Give the number of lines below that contain the word "target", and nothing else.
---*---
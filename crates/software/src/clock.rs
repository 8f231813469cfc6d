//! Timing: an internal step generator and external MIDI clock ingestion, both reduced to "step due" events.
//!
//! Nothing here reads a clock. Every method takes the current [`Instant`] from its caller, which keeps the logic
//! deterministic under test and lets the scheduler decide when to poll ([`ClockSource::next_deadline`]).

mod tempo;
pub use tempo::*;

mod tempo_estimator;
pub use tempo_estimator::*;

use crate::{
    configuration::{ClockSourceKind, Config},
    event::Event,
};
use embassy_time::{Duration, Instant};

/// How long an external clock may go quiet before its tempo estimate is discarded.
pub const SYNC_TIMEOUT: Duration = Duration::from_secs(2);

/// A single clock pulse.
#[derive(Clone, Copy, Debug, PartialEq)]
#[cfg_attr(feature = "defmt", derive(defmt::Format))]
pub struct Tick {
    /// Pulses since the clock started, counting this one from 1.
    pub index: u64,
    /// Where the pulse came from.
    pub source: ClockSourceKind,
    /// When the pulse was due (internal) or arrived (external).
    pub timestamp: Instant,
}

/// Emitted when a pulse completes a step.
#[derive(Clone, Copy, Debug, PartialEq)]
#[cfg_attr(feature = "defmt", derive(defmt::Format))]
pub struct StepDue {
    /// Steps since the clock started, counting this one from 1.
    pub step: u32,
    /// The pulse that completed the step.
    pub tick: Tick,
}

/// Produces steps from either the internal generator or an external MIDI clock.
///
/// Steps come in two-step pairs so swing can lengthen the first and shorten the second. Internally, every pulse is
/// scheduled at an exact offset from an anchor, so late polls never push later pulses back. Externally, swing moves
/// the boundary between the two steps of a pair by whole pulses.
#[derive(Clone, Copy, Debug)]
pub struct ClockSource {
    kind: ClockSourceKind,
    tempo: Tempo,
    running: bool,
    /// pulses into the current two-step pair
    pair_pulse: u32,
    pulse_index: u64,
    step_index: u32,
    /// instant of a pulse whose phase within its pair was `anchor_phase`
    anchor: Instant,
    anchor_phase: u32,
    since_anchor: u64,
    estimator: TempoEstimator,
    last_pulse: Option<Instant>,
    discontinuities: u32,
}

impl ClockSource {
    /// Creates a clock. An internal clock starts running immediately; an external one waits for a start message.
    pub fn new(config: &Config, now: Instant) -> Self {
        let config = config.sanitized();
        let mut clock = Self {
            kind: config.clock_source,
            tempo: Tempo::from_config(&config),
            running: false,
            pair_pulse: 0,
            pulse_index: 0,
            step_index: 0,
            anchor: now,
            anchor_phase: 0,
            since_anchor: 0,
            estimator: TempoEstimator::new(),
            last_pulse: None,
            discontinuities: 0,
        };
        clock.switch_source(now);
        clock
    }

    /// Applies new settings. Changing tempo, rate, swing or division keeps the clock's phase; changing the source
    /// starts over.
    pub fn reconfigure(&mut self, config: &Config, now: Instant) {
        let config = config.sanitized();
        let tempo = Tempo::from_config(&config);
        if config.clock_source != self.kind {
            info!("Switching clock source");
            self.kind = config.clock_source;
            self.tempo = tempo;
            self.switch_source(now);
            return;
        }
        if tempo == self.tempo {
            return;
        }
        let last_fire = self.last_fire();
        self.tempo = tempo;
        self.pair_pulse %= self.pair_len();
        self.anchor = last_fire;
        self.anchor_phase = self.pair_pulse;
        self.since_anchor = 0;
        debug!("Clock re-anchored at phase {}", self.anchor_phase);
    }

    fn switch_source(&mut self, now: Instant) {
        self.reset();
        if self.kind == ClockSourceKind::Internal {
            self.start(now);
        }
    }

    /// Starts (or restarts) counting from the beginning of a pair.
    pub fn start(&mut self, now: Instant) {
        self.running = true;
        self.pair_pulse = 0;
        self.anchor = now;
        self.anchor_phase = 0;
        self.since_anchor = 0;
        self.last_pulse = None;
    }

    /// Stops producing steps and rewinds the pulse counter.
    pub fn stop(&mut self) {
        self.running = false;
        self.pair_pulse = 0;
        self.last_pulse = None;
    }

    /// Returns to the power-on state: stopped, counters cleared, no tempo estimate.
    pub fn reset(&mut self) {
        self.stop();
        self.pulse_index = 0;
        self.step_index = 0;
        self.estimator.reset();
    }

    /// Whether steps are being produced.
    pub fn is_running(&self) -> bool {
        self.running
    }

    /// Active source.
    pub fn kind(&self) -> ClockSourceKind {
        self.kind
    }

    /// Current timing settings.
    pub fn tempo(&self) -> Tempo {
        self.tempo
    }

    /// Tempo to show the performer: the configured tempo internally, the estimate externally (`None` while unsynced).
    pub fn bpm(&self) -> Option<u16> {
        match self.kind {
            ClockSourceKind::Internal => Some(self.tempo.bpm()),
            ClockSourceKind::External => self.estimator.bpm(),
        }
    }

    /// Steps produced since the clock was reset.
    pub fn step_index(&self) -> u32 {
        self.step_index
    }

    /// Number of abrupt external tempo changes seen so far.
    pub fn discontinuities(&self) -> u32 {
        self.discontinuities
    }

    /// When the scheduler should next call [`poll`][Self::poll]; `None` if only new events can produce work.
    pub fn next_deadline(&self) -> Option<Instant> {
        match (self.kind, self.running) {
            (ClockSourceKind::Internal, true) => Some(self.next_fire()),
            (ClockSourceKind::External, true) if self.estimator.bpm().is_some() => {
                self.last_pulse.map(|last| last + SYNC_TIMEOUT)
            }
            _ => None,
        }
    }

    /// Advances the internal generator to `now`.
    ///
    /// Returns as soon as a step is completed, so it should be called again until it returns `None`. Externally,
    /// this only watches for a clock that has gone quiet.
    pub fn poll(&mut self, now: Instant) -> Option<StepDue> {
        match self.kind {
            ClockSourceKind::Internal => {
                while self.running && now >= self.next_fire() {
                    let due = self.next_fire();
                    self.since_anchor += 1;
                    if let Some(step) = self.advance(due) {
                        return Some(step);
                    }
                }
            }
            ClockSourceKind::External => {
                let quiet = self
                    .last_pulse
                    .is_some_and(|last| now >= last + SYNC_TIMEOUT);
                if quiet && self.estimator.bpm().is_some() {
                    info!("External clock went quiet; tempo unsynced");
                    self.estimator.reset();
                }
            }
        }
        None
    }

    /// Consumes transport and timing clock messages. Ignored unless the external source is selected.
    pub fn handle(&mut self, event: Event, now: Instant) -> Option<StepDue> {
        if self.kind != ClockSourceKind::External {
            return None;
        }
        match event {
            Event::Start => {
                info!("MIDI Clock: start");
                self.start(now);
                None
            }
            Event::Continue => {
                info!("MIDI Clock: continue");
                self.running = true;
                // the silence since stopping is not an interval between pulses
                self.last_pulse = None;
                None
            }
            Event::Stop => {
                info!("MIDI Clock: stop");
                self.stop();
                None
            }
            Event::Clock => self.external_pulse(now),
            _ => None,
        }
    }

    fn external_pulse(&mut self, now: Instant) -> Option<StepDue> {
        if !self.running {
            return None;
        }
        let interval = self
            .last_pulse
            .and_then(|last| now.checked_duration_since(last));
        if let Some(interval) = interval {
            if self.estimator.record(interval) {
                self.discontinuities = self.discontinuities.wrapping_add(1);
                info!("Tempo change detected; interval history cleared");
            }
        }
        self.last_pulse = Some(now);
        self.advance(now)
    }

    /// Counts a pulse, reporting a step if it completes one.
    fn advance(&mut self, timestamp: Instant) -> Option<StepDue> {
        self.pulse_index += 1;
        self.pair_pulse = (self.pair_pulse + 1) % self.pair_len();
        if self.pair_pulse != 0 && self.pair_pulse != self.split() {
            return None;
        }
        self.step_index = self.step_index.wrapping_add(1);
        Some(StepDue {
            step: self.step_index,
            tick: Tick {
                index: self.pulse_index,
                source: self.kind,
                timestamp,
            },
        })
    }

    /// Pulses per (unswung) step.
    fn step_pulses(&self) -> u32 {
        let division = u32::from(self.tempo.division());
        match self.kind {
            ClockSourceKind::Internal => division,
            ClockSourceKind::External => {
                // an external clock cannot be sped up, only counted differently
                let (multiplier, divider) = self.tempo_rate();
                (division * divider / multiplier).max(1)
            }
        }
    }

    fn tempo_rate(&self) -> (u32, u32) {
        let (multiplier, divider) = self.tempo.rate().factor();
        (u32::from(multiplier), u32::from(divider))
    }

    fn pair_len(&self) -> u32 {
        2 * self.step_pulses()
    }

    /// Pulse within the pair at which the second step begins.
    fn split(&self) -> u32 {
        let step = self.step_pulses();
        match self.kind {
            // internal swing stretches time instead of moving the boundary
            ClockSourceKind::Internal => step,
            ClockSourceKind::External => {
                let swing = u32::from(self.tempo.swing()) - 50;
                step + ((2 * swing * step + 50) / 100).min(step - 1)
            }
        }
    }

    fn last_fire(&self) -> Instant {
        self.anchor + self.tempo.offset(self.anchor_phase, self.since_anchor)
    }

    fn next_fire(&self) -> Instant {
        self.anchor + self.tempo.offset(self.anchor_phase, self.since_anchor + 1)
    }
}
---*---
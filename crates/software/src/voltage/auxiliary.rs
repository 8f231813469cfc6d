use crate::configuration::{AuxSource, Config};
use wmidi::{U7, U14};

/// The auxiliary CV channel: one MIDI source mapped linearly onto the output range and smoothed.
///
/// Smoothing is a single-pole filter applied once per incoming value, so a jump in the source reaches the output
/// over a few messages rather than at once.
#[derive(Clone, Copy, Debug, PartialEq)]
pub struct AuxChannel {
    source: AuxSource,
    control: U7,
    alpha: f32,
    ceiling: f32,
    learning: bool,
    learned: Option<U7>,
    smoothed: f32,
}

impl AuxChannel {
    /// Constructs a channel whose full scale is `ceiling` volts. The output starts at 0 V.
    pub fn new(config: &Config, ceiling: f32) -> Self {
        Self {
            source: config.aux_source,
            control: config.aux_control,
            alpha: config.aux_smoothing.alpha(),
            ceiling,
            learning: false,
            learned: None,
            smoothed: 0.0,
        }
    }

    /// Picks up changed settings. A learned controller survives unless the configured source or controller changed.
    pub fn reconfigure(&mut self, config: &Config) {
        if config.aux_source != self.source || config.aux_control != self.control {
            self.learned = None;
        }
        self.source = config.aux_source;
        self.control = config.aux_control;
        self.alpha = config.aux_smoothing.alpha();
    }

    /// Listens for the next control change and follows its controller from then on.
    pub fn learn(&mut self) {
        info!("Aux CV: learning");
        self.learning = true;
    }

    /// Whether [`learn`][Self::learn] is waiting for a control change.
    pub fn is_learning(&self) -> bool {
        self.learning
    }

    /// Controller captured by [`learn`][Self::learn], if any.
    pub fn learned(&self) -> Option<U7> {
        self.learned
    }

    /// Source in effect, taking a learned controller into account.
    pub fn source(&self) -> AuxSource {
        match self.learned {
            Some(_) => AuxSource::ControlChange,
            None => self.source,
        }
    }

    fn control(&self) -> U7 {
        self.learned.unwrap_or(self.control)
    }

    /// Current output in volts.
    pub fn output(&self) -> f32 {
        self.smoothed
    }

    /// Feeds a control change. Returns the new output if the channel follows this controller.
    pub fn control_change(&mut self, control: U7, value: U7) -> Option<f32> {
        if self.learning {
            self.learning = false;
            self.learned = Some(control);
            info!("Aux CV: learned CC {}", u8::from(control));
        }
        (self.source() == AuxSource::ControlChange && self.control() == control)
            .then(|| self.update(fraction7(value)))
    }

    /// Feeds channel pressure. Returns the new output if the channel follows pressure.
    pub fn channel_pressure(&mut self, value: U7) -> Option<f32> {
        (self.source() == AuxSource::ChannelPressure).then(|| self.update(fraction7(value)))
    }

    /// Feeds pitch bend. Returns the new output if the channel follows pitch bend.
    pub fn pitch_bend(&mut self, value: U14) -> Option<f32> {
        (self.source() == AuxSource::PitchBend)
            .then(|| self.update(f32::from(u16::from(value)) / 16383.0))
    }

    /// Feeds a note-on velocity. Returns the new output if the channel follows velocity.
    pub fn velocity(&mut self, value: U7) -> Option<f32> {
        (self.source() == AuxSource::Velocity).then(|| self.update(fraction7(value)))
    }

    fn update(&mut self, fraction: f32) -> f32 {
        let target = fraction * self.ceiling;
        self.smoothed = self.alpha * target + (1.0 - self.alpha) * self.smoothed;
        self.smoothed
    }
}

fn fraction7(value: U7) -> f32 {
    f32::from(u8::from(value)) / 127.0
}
---*---
(TASK SOLUTION): 2